**WHAT IS EXPECTED**: Look through the records below for the line with "async fn sign_in_stores_session_and_notifies()". Return that line and each one after it up to and including the line with "let session = auth.get_session().unwrap();", exactly.
● ● ● ●
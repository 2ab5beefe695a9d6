use poultry_hub_client::auth::{Auth, AuthEvent, Session, User, UserAttributes};
use poultry_hub_client::config::ClientOptions;
use poultry_hub_client::error::Error;
use serde_json::json;
use wiremock::matchers::{body_json, header, method, path, query_param};
use wiremock::{Mock, MockServer, ResponseTemplate};

fn auth(server: &MockServer) -> Auth {
    Auth::new(
        &server.uri(),
        "test_anon_key",
        reqwest::Client::new(),
        ClientOptions::default(),
    )
}

fn session_body() -> serde_json::Value {
    json!({
        "access_token": "test_access_token",
        "token_type": "bearer",
        "expires_in": 3600,
        "refresh_token": "test_refresh_token",
        "user": {
            "id": "test_user_id",
            "email": "farmer@example.com",
            "role": "authenticated"
        }
    })
}

fn signed_in_session() -> Session {
    let user: User = serde_json::from_value(json!({ "id": "test_user_id" })).unwrap();
    Session::new("test_access_token".into(), "test_refresh_token".into(), 3600, user)
}

#[tokio::test]
async fn sign_in_stores_session_and_notifies() {
    let mock_server = MockServer::start().await;

    Mock::given(method("POST"))
        .and(path("/auth/v1/token"))
        .and(query_param("grant_type", "password"))
        .and(header("apikey", "test_anon_key"))
        .and(body_json(json!({ "email": "farmer@example.com", "password": "password123" })))
        .respond_with(ResponseTemplate::new(200).set_body_json(session_body()))
        .expect(1)
        .mount(&mock_server)
        .await;

    let auth = auth(&mock_server);
    let mut subscription = auth.subscribe();
    let initial = subscription.recv().await.unwrap();
    assert_eq!(initial.event, AuthEvent::InitialSession);
    assert!(initial.session.is_none());

    let response = auth
        .sign_in_with_password("farmer@example.com", "password123")
        .await
        .unwrap();
    assert_eq!(response.user.unwrap().id, "test_user_id");

    let session = auth.get_session().unwrap();
    assert_eq!(session.access_token, "test_access_token");
    assert!(session.expires_at.is_some());

    let change = subscription.recv().await.unwrap();
    assert_eq!(change.event, AuthEvent::SignedIn);
    assert_eq!(change.user().unwrap().email.as_deref(), Some("farmer@example.com"));
}

#[tokio::test]
async fn rejected_sign_in_surfaces_provider_error() {
    let mock_server = MockServer::start().await;

    Mock::given(method("POST"))
        .and(path("/auth/v1/token"))
        .respond_with(ResponseTemplate::new(400).set_body_json(json!({
            "code": 400,
            "error_code": "invalid_credentials",
            "msg": "Invalid login credentials"
        })))
        .mount(&mock_server)
        .await;

    let auth = auth(&mock_server);
    let err = auth
        .sign_in_with_password("farmer@example.com", "wrong")
        .await
        .unwrap_err();

    match &err {
        Error::Provider(provider) => {
            assert_eq!(provider.status, 400);
            assert_eq!(provider.code.as_deref(), Some("invalid_credentials"));
        }
        other => panic!("unexpected error: {:?}", other),
    }
    assert_eq!(err.user_message(), "Incorrect email or password");
    assert!(auth.get_session().is_none());
}

#[tokio::test]
async fn sign_up_pending_confirmation_has_no_session() {
    let mock_server = MockServer::start().await;

    Mock::given(method("POST"))
        .and(path("/auth/v1/signup"))
        .respond_with(ResponseTemplate::new(200).set_body_json(json!({
            "id": "new_user_id",
            "email": "new@example.com",
            "confirmation_sent_at": "2024-05-01T10:00:00Z"
        })))
        .mount(&mock_server)
        .await;

    let auth = auth(&mock_server);
    let response = auth.sign_up("new@example.com", "password123").await.unwrap();
    assert!(response.session.is_none());
    assert_eq!(response.user.unwrap().id, "new_user_id");
    assert!(auth.get_session().is_none());
}

#[tokio::test]
async fn sign_out_with_stale_token_still_signs_out() {
    let mock_server = MockServer::start().await;

    Mock::given(method("POST"))
        .and(path("/auth/v1/logout"))
        .and(header("authorization", "Bearer test_access_token"))
        .respond_with(ResponseTemplate::new(401).set_body_json(json!({
            "code": 401,
            "error_code": "bad_jwt",
            "msg": "invalid JWT"
        })))
        .expect(1)
        .mount(&mock_server)
        .await;

    let auth = auth(&mock_server);
    auth.set_session(signed_in_session());
    let mut subscription = auth.subscribe();
    subscription.recv().await.unwrap();

    auth.sign_out().await.unwrap();
    assert!(auth.get_session().is_none());
    assert_eq!(subscription.recv().await.unwrap().event, AuthEvent::SignedOut);
}

#[tokio::test]
async fn failed_sign_out_keeps_session() {
    let mock_server = MockServer::start().await;

    Mock::given(method("POST"))
        .and(path("/auth/v1/logout"))
        .respond_with(ResponseTemplate::new(500).set_body_string("upstream down"))
        .mount(&mock_server)
        .await;

    let auth = auth(&mock_server);
    auth.set_session(signed_in_session());

    assert!(auth.sign_out().await.is_err());
    assert!(auth.get_session().is_some());
}

#[tokio::test]
async fn reset_password_posts_email() {
    let mock_server = MockServer::start().await;

    Mock::given(method("POST"))
        .and(path("/auth/v1/recover"))
        .and(query_param("redirect_to", "poultryhub://reset"))
        .and(body_json(json!({ "email": "farmer@example.com" })))
        .respond_with(ResponseTemplate::new(200).set_body_json(json!({})))
        .expect(1)
        .mount(&mock_server)
        .await;

    let auth = auth(&mock_server);
    auth.reset_password_for_email("farmer@example.com", Some("poultryhub://reset"))
        .await
        .unwrap();
}

#[tokio::test]
async fn update_user_refreshes_session_user() {
    let mock_server = MockServer::start().await;

    Mock::given(method("PUT"))
        .and(path("/auth/v1/user"))
        .and(header("authorization", "Bearer test_access_token"))
        .respond_with(ResponseTemplate::new(200).set_body_json(json!({
            "id": "test_user_id",
            "email": "farmer@example.com",
            "user_metadata": { "name": "Amaka" }
        })))
        .mount(&mock_server)
        .await;

    let auth = auth(&mock_server);
    auth.set_session(signed_in_session());
    let mut subscription = auth.subscribe();
    subscription.recv().await.unwrap();

    let user = auth
        .update_user(UserAttributes {
            data: Some(json!({ "name": "Amaka" })),
            ..Default::default()
        })
        .await
        .unwrap();
    assert_eq!(user.user_metadata["name"], "Amaka");

    let change = subscription.recv().await.unwrap();
    assert_eq!(change.event, AuthEvent::UserUpdated);
    assert_eq!(auth.get_session().unwrap().user.user_metadata["name"], "Amaka");
}

#[tokio::test]
async fn update_user_without_session_is_rejected_locally() {
    let mock_server = MockServer::start().await;
    let auth = auth(&mock_server);

    let err = auth.update_user(UserAttributes::default()).await.unwrap_err();
    assert!(matches!(err, Error::Provider(p) if p.status == 401));
}

#[tokio::test]
async fn oauth_redirect_completes_sign_in() {
    let mock_server = MockServer::start().await;

    Mock::given(method("GET"))
        .and(path("/auth/v1/user"))
        .and(header("authorization", "Bearer oauth_token"))
        .respond_with(ResponseTemplate::new(200).set_body_json(json!({
            "id": "google_user",
            "email": "farmer@gmail.com"
        })))
        .mount(&mock_server)
        .await;

    let auth = auth(&mock_server);
    let session = auth
        .complete_oauth_sign_in(
            "poultryhub://callback#access_token=oauth_token&refresh_token=r1&expires_in=3600&token_type=bearer",
        )
        .await
        .unwrap();

    assert_eq!(session.user.id, "google_user");
    assert_eq!(session.refresh_token, "r1");
    assert_eq!(auth.get_session().unwrap().access_token, "oauth_token");
}

#[tokio::test]
async fn oauth_redirect_error_is_a_provider_error() {
    let mock_server = MockServer::start().await;
    let auth = auth(&mock_server);

    let err = auth
        .complete_oauth_sign_in(
            "poultryhub://callback#error=access_denied&error_description=User+denied+access",
        )
        .await
        .unwrap_err();

    match err {
        Error::Provider(p) => {
            assert_eq!(p.code.as_deref(), Some("access_denied"));
            assert_eq!(p.message, "User denied access");
        }
        other => panic!("unexpected error: {:?}", other),
    }
}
● ● ● ●
**EXPECTED OUTPUT**:
async fn sign_in_stores_session_and_notifies() {
    let mock_server = MockServer::start().await;

    Mock::given(method("POST"))
        .and(path("/auth/v1/token"))
        .and(query_param("grant_type", "password"))
        .and(header("apikey", "test_anon_key"))
        .and(body_json(json!({ "email": "farmer@example.com", "password": "password123" })))
        .respond_with(ResponseTemplate::new(200).set_body_json(session_body()))
        .expect(1)
        .mount(&mock_server)
        .await;

    let auth = auth(&mock_server);
    let mut subscription = auth.subscribe();
    let initial = subscription.recv().await.unwrap();
    assert_eq!(initial.event, AuthEvent::InitialSession);
    assert!(initial.session.is_none());

    let response = auth
        .sign_in_with_password("farmer@example.com", "password123")
        .await
        .unwrap();
    assert_eq!(response.user.unwrap().id, "test_user_id");

    let session = auth.get_session().unwrap();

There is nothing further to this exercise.